▶ _About this exercise_: For each line of the listing that holds "already", show the full line.

▶ _Material supplied_:
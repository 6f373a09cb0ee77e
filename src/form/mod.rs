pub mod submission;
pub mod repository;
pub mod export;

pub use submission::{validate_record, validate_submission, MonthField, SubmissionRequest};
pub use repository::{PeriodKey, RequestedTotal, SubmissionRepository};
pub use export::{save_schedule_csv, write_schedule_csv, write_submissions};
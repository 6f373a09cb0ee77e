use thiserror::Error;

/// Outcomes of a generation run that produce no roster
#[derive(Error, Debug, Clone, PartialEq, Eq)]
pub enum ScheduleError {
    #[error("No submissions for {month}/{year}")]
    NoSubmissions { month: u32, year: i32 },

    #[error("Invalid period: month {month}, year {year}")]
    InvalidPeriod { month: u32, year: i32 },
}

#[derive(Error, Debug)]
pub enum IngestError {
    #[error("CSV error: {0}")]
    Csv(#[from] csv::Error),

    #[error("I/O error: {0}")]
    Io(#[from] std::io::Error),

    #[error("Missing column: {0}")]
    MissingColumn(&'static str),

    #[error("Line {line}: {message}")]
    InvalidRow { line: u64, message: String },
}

* * *

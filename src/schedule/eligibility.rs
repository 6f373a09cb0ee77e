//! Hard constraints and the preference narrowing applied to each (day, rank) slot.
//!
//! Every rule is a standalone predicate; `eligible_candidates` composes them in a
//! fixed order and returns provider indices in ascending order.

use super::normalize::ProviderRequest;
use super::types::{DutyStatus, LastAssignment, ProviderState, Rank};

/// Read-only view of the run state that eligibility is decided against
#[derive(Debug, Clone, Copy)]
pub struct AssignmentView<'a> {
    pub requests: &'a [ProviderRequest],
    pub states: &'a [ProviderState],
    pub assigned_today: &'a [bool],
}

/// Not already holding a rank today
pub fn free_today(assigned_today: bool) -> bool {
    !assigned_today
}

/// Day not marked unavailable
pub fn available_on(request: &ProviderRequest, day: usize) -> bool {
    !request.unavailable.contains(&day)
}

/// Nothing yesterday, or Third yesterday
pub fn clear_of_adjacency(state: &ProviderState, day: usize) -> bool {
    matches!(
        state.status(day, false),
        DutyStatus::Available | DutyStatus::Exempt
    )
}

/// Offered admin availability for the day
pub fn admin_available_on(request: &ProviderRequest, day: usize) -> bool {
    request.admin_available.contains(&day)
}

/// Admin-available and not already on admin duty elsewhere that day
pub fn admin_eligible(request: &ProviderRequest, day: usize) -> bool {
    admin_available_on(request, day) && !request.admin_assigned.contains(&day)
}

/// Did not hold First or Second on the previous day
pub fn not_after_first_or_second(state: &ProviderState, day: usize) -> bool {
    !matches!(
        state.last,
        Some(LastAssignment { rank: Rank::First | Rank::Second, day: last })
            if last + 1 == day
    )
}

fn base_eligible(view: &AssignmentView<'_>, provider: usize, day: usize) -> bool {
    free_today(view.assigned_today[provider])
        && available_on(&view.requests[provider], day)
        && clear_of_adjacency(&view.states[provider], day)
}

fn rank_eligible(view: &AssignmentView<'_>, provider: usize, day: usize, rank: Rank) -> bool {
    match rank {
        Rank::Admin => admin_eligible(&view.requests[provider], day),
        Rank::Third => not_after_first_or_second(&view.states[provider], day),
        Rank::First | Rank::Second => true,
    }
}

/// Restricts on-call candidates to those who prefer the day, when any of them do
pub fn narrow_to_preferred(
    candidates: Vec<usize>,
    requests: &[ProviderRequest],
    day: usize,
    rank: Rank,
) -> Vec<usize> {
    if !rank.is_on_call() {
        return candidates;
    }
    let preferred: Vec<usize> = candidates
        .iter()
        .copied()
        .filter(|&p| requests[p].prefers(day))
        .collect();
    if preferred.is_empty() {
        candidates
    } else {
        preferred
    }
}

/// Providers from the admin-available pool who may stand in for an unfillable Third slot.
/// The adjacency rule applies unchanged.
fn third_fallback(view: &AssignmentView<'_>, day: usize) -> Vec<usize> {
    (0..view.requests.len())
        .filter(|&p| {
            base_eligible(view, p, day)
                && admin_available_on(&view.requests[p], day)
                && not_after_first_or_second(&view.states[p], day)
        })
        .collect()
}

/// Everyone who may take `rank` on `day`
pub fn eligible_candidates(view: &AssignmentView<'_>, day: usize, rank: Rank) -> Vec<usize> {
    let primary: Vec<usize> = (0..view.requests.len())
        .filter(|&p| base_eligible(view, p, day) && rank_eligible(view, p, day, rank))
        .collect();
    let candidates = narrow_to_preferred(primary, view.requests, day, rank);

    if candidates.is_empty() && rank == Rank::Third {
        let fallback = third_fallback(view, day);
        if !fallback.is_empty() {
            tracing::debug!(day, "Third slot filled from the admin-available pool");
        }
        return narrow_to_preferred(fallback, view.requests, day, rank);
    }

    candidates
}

▶ _Your response_:
/// Not already holding a rank today
/// Admin-available and not already on admin duty elsewhere that day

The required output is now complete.